EXERCISE GOAL
Every line holding "startup" should be copied from the records below.

Dataset entries

■ ■ ■ ■ ■

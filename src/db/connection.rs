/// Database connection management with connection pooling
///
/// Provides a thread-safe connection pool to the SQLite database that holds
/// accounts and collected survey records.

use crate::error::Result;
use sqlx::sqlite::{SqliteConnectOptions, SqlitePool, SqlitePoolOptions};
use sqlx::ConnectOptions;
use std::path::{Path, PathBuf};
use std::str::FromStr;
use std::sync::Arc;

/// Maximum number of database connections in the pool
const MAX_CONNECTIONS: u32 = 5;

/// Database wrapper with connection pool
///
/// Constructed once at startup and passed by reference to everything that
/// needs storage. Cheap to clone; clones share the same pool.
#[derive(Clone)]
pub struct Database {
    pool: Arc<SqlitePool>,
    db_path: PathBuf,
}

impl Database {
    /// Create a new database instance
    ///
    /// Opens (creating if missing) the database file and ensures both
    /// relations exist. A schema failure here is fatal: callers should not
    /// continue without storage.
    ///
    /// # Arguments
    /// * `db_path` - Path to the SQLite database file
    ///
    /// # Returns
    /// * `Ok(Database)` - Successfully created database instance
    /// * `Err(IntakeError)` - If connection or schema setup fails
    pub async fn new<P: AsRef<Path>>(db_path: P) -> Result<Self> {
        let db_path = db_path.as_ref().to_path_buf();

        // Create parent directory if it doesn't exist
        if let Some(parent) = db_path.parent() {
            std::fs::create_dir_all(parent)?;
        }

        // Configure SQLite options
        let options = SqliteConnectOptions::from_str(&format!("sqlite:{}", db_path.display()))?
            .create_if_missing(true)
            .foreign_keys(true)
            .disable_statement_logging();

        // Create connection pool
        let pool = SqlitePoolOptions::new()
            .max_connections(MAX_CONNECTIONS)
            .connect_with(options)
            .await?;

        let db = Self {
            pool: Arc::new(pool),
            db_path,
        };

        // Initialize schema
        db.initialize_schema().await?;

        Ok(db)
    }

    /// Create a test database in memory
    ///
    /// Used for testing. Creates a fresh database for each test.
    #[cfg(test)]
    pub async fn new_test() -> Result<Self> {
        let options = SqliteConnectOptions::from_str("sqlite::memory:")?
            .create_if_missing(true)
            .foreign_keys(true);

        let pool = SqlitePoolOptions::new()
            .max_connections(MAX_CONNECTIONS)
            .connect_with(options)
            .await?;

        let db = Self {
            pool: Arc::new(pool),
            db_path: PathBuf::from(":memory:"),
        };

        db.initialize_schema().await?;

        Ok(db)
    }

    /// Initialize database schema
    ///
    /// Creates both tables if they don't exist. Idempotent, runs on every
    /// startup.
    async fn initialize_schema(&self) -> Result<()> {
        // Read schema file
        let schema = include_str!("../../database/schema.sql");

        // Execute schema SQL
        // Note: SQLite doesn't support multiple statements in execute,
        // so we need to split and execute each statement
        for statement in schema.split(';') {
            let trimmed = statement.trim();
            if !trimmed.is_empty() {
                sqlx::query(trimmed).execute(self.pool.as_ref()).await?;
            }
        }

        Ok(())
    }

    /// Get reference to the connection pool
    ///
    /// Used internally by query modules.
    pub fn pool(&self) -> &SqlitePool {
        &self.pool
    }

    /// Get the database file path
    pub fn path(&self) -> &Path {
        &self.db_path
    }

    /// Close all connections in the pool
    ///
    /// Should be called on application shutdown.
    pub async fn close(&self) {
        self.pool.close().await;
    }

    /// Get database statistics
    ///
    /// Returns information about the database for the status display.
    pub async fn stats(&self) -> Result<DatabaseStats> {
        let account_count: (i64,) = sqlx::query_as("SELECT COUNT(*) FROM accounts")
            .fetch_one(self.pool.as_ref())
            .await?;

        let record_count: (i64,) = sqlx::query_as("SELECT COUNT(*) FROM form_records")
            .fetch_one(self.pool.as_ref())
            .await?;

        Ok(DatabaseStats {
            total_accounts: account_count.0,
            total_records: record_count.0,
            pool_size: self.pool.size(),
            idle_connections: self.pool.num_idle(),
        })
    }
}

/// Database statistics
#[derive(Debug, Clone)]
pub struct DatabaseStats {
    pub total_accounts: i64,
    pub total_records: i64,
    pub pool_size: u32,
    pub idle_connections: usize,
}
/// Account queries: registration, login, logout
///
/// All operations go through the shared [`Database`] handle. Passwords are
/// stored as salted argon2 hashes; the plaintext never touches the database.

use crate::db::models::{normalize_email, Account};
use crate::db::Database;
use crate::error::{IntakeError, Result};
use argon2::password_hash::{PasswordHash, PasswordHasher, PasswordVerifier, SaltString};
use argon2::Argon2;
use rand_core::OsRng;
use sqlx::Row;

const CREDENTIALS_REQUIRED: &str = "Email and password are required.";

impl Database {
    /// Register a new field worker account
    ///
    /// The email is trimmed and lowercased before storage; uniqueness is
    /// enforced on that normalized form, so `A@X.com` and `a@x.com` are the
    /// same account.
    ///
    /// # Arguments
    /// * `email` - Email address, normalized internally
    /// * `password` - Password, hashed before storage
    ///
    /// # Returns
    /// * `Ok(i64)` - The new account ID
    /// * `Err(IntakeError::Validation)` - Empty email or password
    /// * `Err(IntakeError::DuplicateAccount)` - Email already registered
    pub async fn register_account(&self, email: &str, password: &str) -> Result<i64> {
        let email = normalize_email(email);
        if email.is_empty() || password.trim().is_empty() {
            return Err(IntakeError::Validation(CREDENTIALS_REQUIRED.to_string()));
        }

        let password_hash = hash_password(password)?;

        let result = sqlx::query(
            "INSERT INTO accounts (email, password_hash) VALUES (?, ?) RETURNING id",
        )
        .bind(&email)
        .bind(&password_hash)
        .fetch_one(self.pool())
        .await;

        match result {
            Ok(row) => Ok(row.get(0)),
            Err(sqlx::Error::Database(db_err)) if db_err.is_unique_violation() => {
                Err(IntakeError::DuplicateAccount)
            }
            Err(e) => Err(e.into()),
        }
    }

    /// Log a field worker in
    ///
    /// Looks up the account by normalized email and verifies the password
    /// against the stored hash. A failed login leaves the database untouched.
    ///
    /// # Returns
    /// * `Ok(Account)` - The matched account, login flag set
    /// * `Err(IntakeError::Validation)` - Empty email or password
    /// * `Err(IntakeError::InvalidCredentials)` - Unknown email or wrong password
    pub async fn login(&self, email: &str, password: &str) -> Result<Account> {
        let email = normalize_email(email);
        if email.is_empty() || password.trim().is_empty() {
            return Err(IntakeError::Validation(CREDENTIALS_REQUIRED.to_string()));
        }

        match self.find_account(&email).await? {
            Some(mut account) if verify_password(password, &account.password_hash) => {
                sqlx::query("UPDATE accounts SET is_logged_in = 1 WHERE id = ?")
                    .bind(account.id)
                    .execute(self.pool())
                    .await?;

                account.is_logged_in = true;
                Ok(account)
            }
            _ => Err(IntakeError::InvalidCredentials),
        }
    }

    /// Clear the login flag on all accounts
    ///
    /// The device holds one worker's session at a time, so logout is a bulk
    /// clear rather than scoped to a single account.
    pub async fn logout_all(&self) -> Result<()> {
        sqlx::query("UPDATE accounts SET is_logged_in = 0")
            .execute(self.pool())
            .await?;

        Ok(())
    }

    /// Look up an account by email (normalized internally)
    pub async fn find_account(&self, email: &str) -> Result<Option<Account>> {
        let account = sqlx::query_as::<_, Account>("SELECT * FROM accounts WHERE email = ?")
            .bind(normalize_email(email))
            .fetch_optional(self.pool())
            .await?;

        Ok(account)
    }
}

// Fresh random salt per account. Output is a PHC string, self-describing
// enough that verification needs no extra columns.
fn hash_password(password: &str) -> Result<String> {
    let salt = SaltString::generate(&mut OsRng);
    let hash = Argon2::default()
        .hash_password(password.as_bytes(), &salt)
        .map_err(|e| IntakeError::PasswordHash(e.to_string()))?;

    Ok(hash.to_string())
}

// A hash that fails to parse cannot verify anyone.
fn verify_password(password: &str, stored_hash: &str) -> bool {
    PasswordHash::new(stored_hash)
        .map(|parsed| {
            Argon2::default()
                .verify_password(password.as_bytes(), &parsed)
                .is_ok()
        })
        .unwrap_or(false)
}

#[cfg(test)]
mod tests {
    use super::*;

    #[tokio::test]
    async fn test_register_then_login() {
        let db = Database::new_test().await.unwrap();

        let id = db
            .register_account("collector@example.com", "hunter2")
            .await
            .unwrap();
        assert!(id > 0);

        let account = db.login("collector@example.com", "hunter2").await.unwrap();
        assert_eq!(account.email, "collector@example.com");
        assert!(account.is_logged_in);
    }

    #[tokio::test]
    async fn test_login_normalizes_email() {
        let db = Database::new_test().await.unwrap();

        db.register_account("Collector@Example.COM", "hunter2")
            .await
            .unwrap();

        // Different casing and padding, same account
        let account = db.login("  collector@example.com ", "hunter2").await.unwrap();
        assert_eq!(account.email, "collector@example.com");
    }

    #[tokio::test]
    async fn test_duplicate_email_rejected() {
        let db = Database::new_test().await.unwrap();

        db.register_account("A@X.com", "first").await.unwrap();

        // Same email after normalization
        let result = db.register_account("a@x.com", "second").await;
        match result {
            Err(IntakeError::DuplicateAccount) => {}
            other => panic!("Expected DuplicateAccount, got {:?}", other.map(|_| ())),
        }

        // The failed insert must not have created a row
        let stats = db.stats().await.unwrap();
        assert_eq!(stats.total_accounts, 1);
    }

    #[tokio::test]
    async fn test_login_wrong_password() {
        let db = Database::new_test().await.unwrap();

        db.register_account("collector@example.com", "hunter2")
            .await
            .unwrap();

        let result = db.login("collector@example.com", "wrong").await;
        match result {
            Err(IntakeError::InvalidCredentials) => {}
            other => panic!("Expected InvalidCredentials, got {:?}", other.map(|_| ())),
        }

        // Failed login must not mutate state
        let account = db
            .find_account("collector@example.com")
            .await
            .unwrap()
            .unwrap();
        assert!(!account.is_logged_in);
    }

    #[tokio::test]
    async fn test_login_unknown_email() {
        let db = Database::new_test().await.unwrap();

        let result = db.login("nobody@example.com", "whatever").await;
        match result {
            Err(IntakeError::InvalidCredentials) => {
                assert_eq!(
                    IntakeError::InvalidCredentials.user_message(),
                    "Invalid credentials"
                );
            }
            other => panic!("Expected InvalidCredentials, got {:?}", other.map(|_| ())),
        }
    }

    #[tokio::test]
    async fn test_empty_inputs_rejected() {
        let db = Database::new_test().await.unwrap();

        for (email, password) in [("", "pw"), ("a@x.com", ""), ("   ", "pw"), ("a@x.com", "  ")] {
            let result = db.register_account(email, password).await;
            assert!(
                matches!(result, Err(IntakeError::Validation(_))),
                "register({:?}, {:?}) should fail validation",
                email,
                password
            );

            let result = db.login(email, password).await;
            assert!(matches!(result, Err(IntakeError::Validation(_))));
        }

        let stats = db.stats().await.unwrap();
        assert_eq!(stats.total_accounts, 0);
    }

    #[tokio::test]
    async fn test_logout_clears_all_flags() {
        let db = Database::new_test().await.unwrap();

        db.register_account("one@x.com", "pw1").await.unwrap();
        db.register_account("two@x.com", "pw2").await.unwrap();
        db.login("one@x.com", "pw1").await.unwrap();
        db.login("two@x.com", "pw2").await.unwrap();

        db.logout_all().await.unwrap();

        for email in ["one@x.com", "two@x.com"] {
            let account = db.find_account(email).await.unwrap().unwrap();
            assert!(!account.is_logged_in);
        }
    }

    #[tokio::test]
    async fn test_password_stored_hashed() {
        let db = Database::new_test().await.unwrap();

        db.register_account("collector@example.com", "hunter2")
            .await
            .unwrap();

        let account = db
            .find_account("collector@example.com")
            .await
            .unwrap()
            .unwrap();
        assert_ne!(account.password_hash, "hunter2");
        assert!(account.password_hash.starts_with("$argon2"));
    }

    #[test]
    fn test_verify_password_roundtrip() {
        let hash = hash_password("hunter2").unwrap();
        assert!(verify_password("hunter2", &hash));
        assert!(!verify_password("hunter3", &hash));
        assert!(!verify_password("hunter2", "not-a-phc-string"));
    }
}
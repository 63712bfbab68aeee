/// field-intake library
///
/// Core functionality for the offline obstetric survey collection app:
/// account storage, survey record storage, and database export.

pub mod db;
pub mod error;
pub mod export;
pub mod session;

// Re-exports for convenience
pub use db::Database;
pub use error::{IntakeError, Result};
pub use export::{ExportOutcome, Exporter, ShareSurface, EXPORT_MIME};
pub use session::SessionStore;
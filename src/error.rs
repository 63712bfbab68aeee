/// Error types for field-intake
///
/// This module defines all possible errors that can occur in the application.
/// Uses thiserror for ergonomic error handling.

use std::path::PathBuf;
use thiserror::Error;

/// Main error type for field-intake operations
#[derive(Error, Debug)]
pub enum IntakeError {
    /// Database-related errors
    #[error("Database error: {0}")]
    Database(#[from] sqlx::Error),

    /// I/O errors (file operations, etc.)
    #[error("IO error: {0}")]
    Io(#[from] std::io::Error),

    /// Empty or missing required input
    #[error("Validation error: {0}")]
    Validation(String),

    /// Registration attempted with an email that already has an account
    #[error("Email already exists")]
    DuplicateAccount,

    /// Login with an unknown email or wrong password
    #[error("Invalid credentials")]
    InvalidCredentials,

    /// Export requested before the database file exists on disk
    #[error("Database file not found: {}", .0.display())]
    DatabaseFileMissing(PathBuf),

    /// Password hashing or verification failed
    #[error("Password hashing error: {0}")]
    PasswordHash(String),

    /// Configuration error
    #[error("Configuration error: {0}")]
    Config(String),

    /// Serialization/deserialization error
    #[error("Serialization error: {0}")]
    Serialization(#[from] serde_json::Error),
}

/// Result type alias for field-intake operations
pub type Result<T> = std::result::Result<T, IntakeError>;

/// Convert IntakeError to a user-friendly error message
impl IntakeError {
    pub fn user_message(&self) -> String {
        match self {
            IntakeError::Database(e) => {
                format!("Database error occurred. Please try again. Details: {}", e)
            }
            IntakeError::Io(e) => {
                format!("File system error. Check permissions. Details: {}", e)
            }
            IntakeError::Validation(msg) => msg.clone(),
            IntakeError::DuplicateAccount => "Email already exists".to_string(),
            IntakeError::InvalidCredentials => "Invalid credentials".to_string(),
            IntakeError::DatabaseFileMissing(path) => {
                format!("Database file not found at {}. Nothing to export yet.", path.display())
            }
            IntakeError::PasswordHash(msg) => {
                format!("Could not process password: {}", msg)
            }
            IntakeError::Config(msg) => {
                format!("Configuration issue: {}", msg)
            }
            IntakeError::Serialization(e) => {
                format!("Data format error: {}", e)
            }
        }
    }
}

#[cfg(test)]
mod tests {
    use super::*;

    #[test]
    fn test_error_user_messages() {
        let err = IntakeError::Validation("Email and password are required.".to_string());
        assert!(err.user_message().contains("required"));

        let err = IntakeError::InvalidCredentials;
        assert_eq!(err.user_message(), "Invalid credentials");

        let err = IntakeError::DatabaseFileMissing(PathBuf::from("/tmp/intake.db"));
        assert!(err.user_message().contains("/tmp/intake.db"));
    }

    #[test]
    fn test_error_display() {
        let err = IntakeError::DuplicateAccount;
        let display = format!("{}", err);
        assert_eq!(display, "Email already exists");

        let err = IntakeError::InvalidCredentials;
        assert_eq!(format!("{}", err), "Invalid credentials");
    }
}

■ ■ ■ ■ ■

WRITTEN RESPONSE
/// Constructed once at startup and passed by reference to everything that
    /// startup.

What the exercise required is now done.